Analysis Of USHCN Dataset
By Paul Homewood
There has been much debate about the accuracy of the USHCN dataset recently, so it’s maybe time to shine some light on one particular aspect, the infilling/estimation of data, along with zombie stations.
With the help of a proper mathematician (which I certainly am not!), I have some analysis of the USHCN Final Dataset.
First, estimated data. There are 1218 USHCN stations listed, so this gives 14616 monthly figures. The graph below shows the percentage of these months that have been estimated.
As can be seen, there has been a steady climb in the percentage since the 1990’s. For 2013, the total number of estimated months was 5125, representing 35.1% of the annual total.

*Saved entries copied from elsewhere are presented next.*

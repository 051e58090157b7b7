use approx::assert_relative_eq;
use bifrost_core::{Unit, Variable};
use bifrost_spectrometer::secondary::{
    analyzer_detector_vector, detector_geometric_a4, kf_hat, sample_analyzer_vector,
};
use nalgebra::{Isometry3, Translation3, UnitQuaternion, Vector3};

fn analyzer_orientation() -> Variable {
    let rotation = UnitQuaternion::from_scaled_axis(Vector3::y() * 45f64.to_radians());
    Variable::transform(Isometry3::from_parts(Translation3::identity(), rotation), Unit::METER)
}

fn vectors(var: &Variable) -> Vec<Vector3<f64>> {
    var.to_vec::<Vector3<f64>>().unwrap()
}

#[test]
fn test_out_of_plane_offset_is_shared_by_path_length() {
    let sample = Variable::vector(Vector3::zeros(), Unit::METER);
    let analyzer = Variable::vector(Vector3::z(), Unit::METER);
    let detectors = Variable::vectors_1d(
        "pixel",
        vec![
            Vector3::new(1.0, -0.1, 1.0),
            Vector3::new(1.0, 0.0, 1.0),
            Vector3::new(1.0, 0.2, 1.0),
        ],
        Unit::METER,
    );
    let sa = sample_analyzer_vector(&sample, &analyzer, &analyzer_orientation(), &detectors).unwrap();
    let ad = analyzer_detector_vector(&sample, &sa, &detectors).unwrap();
    for ((sa, ad), height) in vectors(&sa).iter().zip(vectors(&ad)).zip([-0.1, 0.0, 0.2]) {
        // Both segments are one metre long in the scattering plane.
        assert_relative_eq!(sa.y, height / 2.0, epsilon = 1e-12);
        assert_relative_eq!(ad.y, height / 2.0, epsilon = 1e-12);
        assert_relative_eq!(sa.z, 1.0, epsilon = 1e-12);
        assert_relative_eq!(ad.x, 1.0, epsilon = 1e-12);
    }
}

/// Detector pixels at `(tube, wire)` offsets from the nominal position one
/// metre from the analyzer, reflected by the 45° analyzer.
fn offset_detectors(offsets: &[(f64, f64)]) -> Variable {
    let mirror = UnitQuaternion::from_scaled_axis(Vector3::y() * 90f64.to_radians());
    let positions = offsets
        .iter()
        .map(|&(tube, wire)| Vector3::z() + mirror * Vector3::new(tube, wire, 1.0))
        .collect();
    Variable::vectors_1d("pixel", positions, Unit::METER)
}

#[test]
fn test_in_plane_offset_keeps_nominal_vector() {
    let sample = Variable::vector(Vector3::zeros(), Unit::METER);
    let analyzer = Variable::vector(Vector3::z(), Unit::METER);
    let detectors = offset_detectors(&[(-0.1, 0.0), (0.0, 0.0), (0.1, 0.0)]);
    let sa = sample_analyzer_vector(&sample, &analyzer, &analyzer_orientation(), &detectors).unwrap();
    for sa in vectors(&sa) {
        assert_relative_eq!(sa, Vector3::z(), epsilon = 1e-12);
    }
}

#[test]
fn test_combined_offsets_shrink_out_of_plane_share() {
    let sample = Variable::vector(Vector3::zeros(), Unit::METER);
    let analyzer = Variable::vector(Vector3::z(), Unit::METER);
    let offsets: Vec<(f64, f64)> = [-0.1, 0.0, 0.1]
        .iter()
        .flat_map(|&tube| [-0.1, 0.0, 0.1].map(|wire| (tube, wire)))
        .collect();
    let detectors = offset_detectors(&offsets);
    let sa = sample_analyzer_vector(&sample, &analyzer, &analyzer_orientation(), &detectors).unwrap();
    for (sa, (tube, wire)) in vectors(&sa).iter().zip(offsets) {
        let share = wire / (1.0 + (1.0 + tube * tube).sqrt());
        assert_relative_eq!(*sa, Vector3::new(0.0, share, 1.0), epsilon = 1e-12);
    }
}

#[test]
fn test_scattered_direction_is_a_unit_vector() {
    let sa = Variable::vectors_1d(
        "pixel",
        vec![Vector3::new(0.3, 0.1, 1.2), Vector3::new(-2.0, 0.0, 0.5)],
        Unit::MILLIMETER,
    );
    let directions = kf_hat(&sa).unwrap();
    for k in vectors(&directions) {
        assert_relative_eq!(k.norm(), 1.0, epsilon = 1e-12);
    }
}

#[test]
fn test_geometric_a4_is_measured_from_the_beam() {
    let sa = Variable::vectors_1d(
        "pixel",
        vec![Vector3::new(1.0, 0.0, 1.0), Vector3::new(-1.0, 0.3, 0.0)],
        Unit::METER,
    );
    let a4 = detector_geometric_a4(&sa).unwrap();
    assert_eq!(a4.unit(), Unit::DEGREE);
    let a4 = a4.to_vec::<f64>().unwrap();
    assert_relative_eq!(a4[0], 45.0, epsilon = 1e-12);
    assert_relative_eq!(a4[1], -90.0, epsilon = 1e-12);
}
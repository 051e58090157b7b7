//! JSON reduction configuration.
//!
//! Every section and field has a BIFROST default, so a configuration file
//! only needs to name what differs:
//!
//! ```json
//! {
//!   "time_of_flight": { "lookup_table": "lut.h5" },
//!   "normalization": { "uncertainty_mode": "upper_bound" },
//!   "output": { "incident_energy_bins": 200 }
//! }
//! ```

use crate::{Error, Result};
use bifrost_core::Unit;
use bifrost_spectrometer::{
    BifrostWorkflow, BinSpec, DetectorLayout, LookupTableBuilder, Source, SqwBinSizes,
    TimeOfFlightLookupTable, UncertaintyBroadcastMode,
};
use nalgebra::Vector3;
use serde::{Deserialize, Serialize};
use std::fs::File;
use std::io::BufReader;
use std::path::{Path, PathBuf};

fn positive(x: f64) -> bool {
    x.is_finite() && x > 0.0
}

/// Pulsed source timing.
#[derive(Debug, Clone, PartialEq, Serialize, Deserialize)]
#[serde(default)]
pub struct SourceConfig {
    pub frequency_hz: f64,
    pub pulse_duration_s: f64,
    pub delay_s: f64,
    /// Smallest and largest simulated neutron speed.
    pub velocity_range_m_per_s: (f64, f64),
}

impl Default for SourceConfig {
    fn default() -> Self {
        let source = Source::default();
        Self {
            frequency_hz: source.frequency,
            pulse_duration_s: source.pulse_duration,
            delay_s: source.delay,
            velocity_range_m_per_s: source.velocities,
        }
    }
}

impl SourceConfig {
    #[must_use]
    pub fn source(&self) -> Source {
        Source {
            frequency: self.frequency_hz,
            pulse_duration: self.pulse_duration_s,
            delay: self.delay_s,
            velocities: self.velocity_range_m_per_s,
        }
    }
}

/// Time-of-flight lookup and frame unwrapping.
#[derive(Debug, Clone, PartialEq, Serialize, Deserialize)]
#[serde(default)]
pub struct TimeOfFlightConfig {
    /// HDF5 file holding a precomputed lookup table.
    pub lookup_table: Option<PathBuf>,
    /// Distance range covered by a table built on the fly, in m.
    pub distance_range_m: (f64, f64),
    pub pulse_stride: usize,
    pub pulse_stride_offset: Option<usize>,
    /// Event times are full simulated arrival times.
    pub simulated: bool,
}

impl Default for TimeOfFlightConfig {
    fn default() -> Self {
        Self {
            lookup_table: None,
            distance_range_m: (160.0, 166.0),
            pulse_stride: 1,
            pulse_stride_offset: None,
            simulated: false,
        }
    }
}

/// Monitor and proton-charge normalization.
#[derive(Debug, Clone, PartialEq, Serialize, Deserialize)]
#[serde(default)]
pub struct NormalizationConfig {
    pub monitor: String,
    pub uncertainty_mode: UncertaintyBroadcastMode,
    /// Accumulated proton charge in µAh; files without one use this value.
    pub proton_charge_uah: Option<f64>,
}

impl Default for NormalizationConfig {
    fn default() -> Self {
        Self {
            monitor: "110_frame_3".to_string(),
            uncertainty_mode: UncertaintyBroadcastMode::Drop,
            proton_charge_uah: None,
        }
    }
}

/// Instrument geometry.
#[derive(Debug, Clone, PartialEq, Serialize, Deserialize)]
#[serde(default)]
pub struct GeometryConfig {
    /// Gravity vector in m/s².
    pub gravity: [f64; 3],
    pub detector_layout: DetectorLayout,
}

impl Default for GeometryConfig {
    fn default() -> Self {
        Self {
            gravity: [0.0, -9.81, 0.0],
            detector_layout: DetectorLayout::default(),
        }
    }
}

/// Binning of the reduced output.
#[derive(Debug, Clone, PartialEq, Serialize, Deserialize)]
#[serde(default)]
pub struct OutputConfig {
    pub incident_energy_bins: usize,
    /// Incident-energy range in meV; derived from the data when absent.
    pub incident_energy_range_mev: Option<(f64, f64)>,
    pub sqw_bins: SqwBinSizes,
}

impl Default for OutputConfig {
    fn default() -> Self {
        Self {
            incident_energy_bins: 100,
            incident_energy_range_mev: None,
            sqw_bins: SqwBinSizes::default(),
        }
    }
}

/// Complete reduction configuration.
#[derive(Debug, Clone, Default, PartialEq, Serialize, Deserialize)]
#[serde(default)]
pub struct ReductionConfig {
    pub source: SourceConfig,
    pub time_of_flight: TimeOfFlightConfig,
    pub normalization: NormalizationConfig,
    pub geometry: GeometryConfig,
    pub output: OutputConfig,
}

impl ReductionConfig {
    /// ESS/BIFROST defaults.
    #[must_use]
    pub fn bifrost_defaults() -> Self {
        Self::default()
    }

    /// Load configuration from a JSON file.
    ///
    /// # Errors
    /// Returns an error if the file cannot be read, is not valid JSON or
    /// holds invalid values.
    pub fn from_file<P: AsRef<Path>>(path: P) -> Result<Self> {
        let file = File::open(path)?;
        let reader = BufReader::new(file);
        let config: Self = serde_json::from_reader(reader)?;
        config.validate()?;
        Ok(config)
    }

    /// Load configuration from a JSON string.
    ///
    /// # Errors
    /// Returns an error for invalid JSON or invalid values.
    pub fn from_json(json: &str) -> Result<Self> {
        let config: Self = serde_json::from_str(json)?;
        config.validate()?;
        Ok(config)
    }

    /// Serialize to pretty-printed JSON.
    ///
    /// # Errors
    /// Returns an error if serialization fails.
    pub fn to_json(&self) -> Result<String> {
        Ok(serde_json::to_string_pretty(self)?)
    }

    /// Check value ranges.
    ///
    /// # Errors
    /// Returns [`Error::CoreError`] wrapping an invalid-configuration error.
    pub fn validate(&self) -> Result<()> {
        let invalid = |msg: String| Err(Error::CoreError(bifrost_core::Error::InvalidConfig(msg)));
        if !positive(self.source.frequency_hz) {
            return invalid(format!("source frequency must be positive, got {}", self.source.frequency_hz));
        }
        let (v_lo, v_hi) = self.source.velocity_range_m_per_s;
        if !(positive(v_lo) && positive(v_hi - v_lo)) {
            return invalid(format!("invalid velocity range ({v_lo}, {v_hi})"));
        }
        if self.time_of_flight.pulse_stride == 0 {
            return invalid("pulse stride must be at least 1".to_string());
        }
        if let Some(offset) = self.time_of_flight.pulse_stride_offset {
            if offset >= self.time_of_flight.pulse_stride {
                return invalid(format!(
                    "pulse stride offset {offset} must be below the stride {}",
                    self.time_of_flight.pulse_stride
                ));
            }
        }
        if self.output.incident_energy_bins == 0 {
            return invalid("number of incident energy bins must be positive".to_string());
        }
        if let Some((lo, hi)) = self.output.incident_energy_range_mev {
            if !positive(hi - lo) {
                return invalid(format!("invalid incident energy range ({lo}, {hi})"));
            }
        }
        Ok(())
    }

    #[must_use]
    pub fn with_lookup_table<P: Into<PathBuf>>(mut self, path: P) -> Self {
        self.time_of_flight.lookup_table = Some(path.into());
        self
    }

    #[must_use]
    pub fn with_pulse_stride(mut self, stride: usize, offset: Option<usize>) -> Self {
        self.time_of_flight.pulse_stride = stride;
        self.time_of_flight.pulse_stride_offset = offset;
        self
    }

    #[must_use]
    pub fn with_simulated_input(mut self, simulated: bool) -> Self {
        self.time_of_flight.simulated = simulated;
        self
    }

    #[must_use]
    pub fn with_monitor<S: Into<String>>(mut self, monitor: S) -> Self {
        self.normalization.monitor = monitor.into();
        self
    }

    #[must_use]
    pub fn with_uncertainty_mode(mut self, mode: UncertaintyBroadcastMode) -> Self {
        self.normalization.uncertainty_mode = mode;
        self
    }

    #[must_use]
    pub fn with_proton_charge(mut self, charge_uah: f64) -> Self {
        self.normalization.proton_charge_uah = Some(charge_uah);
        self
    }

    #[must_use]
    pub fn with_gravity(mut self, gravity: [f64; 3]) -> Self {
        self.geometry.gravity = gravity;
        self
    }

    #[must_use]
    pub fn with_incident_energy_bins(mut self, bins: usize, range_mev: Option<(f64, f64)>) -> Self {
        self.output.incident_energy_bins = bins;
        self.output.incident_energy_range_mev = range_mev;
        self
    }

    #[must_use]
    pub fn gravity(&self) -> Vector3<f64> {
        Vector3::from(self.geometry.gravity)
    }

    /// Incident-energy binning for SQW output.
    #[must_use]
    pub fn incident_energy_bins(&self) -> BinSpec {
        match self.output.incident_energy_range_mev {
            Some((lo, hi)) => BinSpec::linspace(
                "incident_energy",
                lo,
                hi,
                self.output.incident_energy_bins,
                Unit::MILLI_ELECTRON_VOLT,
            ),
            None => BinSpec::Count(self.output.incident_energy_bins),
        }
    }

    /// Builder for a lookup table matching the source and pulse stride.
    #[must_use]
    pub fn lookup_table_builder(&self) -> LookupTableBuilder {
        LookupTableBuilder::new(&self.source.source(), self.time_of_flight.distance_range_m)
            .with_pulse_stride(self.time_of_flight.pulse_stride)
    }

    /// Workflow configured from this file and a lookup table.
    #[must_use]
    pub fn workflow(&self, lookup_table: TimeOfFlightLookupTable) -> BifrostWorkflow {
        BifrostWorkflow::new(lookup_table)
            .with_source(self.source.source())
            .with_gravity(self.gravity())
            .with_layout(self.geometry.detector_layout)
            .with_pulse_stride_offset(self.time_of_flight.pulse_stride_offset)
            .with_simulated_input(self.time_of_flight.simulated)
            .with_uncertainty_mode(self.normalization.uncertainty_mode)
    }
}

#[cfg(test)]
mod tests {
    use super::*;
    use std::io::Write;
    use tempfile::NamedTempFile;

    #[test]
    fn test_defaults() {
        let config = ReductionConfig::bifrost_defaults();
        assert_eq!(config.normalization.monitor, "110_frame_3");
        assert_eq!(config.source.frequency_hz, 14.0);
        assert_eq!(config.geometry.detector_layout.pixels_per_tube, 100);
        assert_eq!(config.time_of_flight.pulse_stride, 1);
        assert!(config.validate().is_ok());
    }

    #[test]
    fn test_partial_file_keeps_defaults() {
        let mut file = NamedTempFile::new().unwrap();
        write!(
            file,
            r#"{{
                "normalization": {{ "uncertainty_mode": "upper_bound", "proton_charge_uah": 2.5 }},
                "output": {{ "incident_energy_bins": 20, "incident_energy_range_mev": [2.0, 12.0] }}
            }}"#
        )
        .unwrap();
        let config = ReductionConfig::from_file(file.path()).unwrap();
        assert_eq!(config.normalization.uncertainty_mode, UncertaintyBroadcastMode::UpperBound);
        assert_eq!(config.normalization.proton_charge_uah, Some(2.5));
        assert_eq!(config.normalization.monitor, "110_frame_3");
        match config.incident_energy_bins() {
            BinSpec::Edges(edges) => assert_eq!(edges.len(), 21),
            BinSpec::Count(_) => panic!("expected explicit edges"),
        }
    }

    #[test]
    fn test_json_round_trip() {
        let config = ReductionConfig::bifrost_defaults()
            .with_lookup_table("lut.h5")
            .with_pulse_stride(2, Some(1))
            .with_gravity([0.0, 0.0, -9.81]);
        let parsed = ReductionConfig::from_json(&config.to_json().unwrap()).unwrap();
        assert_eq!(parsed, config);
    }

    #[test]
    fn test_invalid_values_are_rejected() {
        assert!(ReductionConfig::from_json(r#"{"time_of_flight": {"pulse_stride": 0}}"#).is_err());
        assert!(ReductionConfig::from_json(
            r#"{"time_of_flight": {"pulse_stride": 2, "pulse_stride_offset": 2}}"#
        )
        .is_err());
        assert!(ReductionConfig::from_json(r#"{"source": {"frequency_hz": -1.0}}"#).is_err());
        assert!(matches!(
            ReductionConfig::from_json("{ not json"),
            Err(Error::Json(_))
        ));
    }

    #[test]
    fn test_missing_file() {
        assert!(matches!(
            ReductionConfig::from_file("/nonexistent/config.json"),
            Err(Error::Io(_))
        ));
    }
}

This is the highest percentage since 1905. The number of estimates is alarmingly high, and appears to be growing.
There are 254 stations, or 21% of the total of 1218, where there are no readings at all for 2013.
We can also analyse the estimated data as follows for 2013:
No of Months | |
Missing Data | 3753 |
Estimated Where Raw Data Exists | 1372 |
Total Estimated Months | 5125 |
Total USHCN Final | 14616 |
There are three reasons for estimating data:
1) The station no longer reports, (or did not start till later).
2) There are gaps in the record. It is still quite common for a station to “miss a month”. Also, USHCN will not count any month with ten or more missing days.
3) The algorithm detects a “problem” with the raw data, that then needs to be adjusted for.
Please note that “estimating” is NOT the same as adjusting. Raw temperatures are regularly adjusted for a variety of reasons, but these are not flagged as “estimates”.
Estimating/Infilling
This all brings us round to the question of how temperatures are estimated.
The USHCN V2 website explains how their homogenisation software compares station trends with a number (up to 40) of highly correlated series from nearby stations. This is used not only to adjust for non-climatic biases, such as station moves, but also to estimate temperatures where infilling is necessary, and even to adjust for UHI.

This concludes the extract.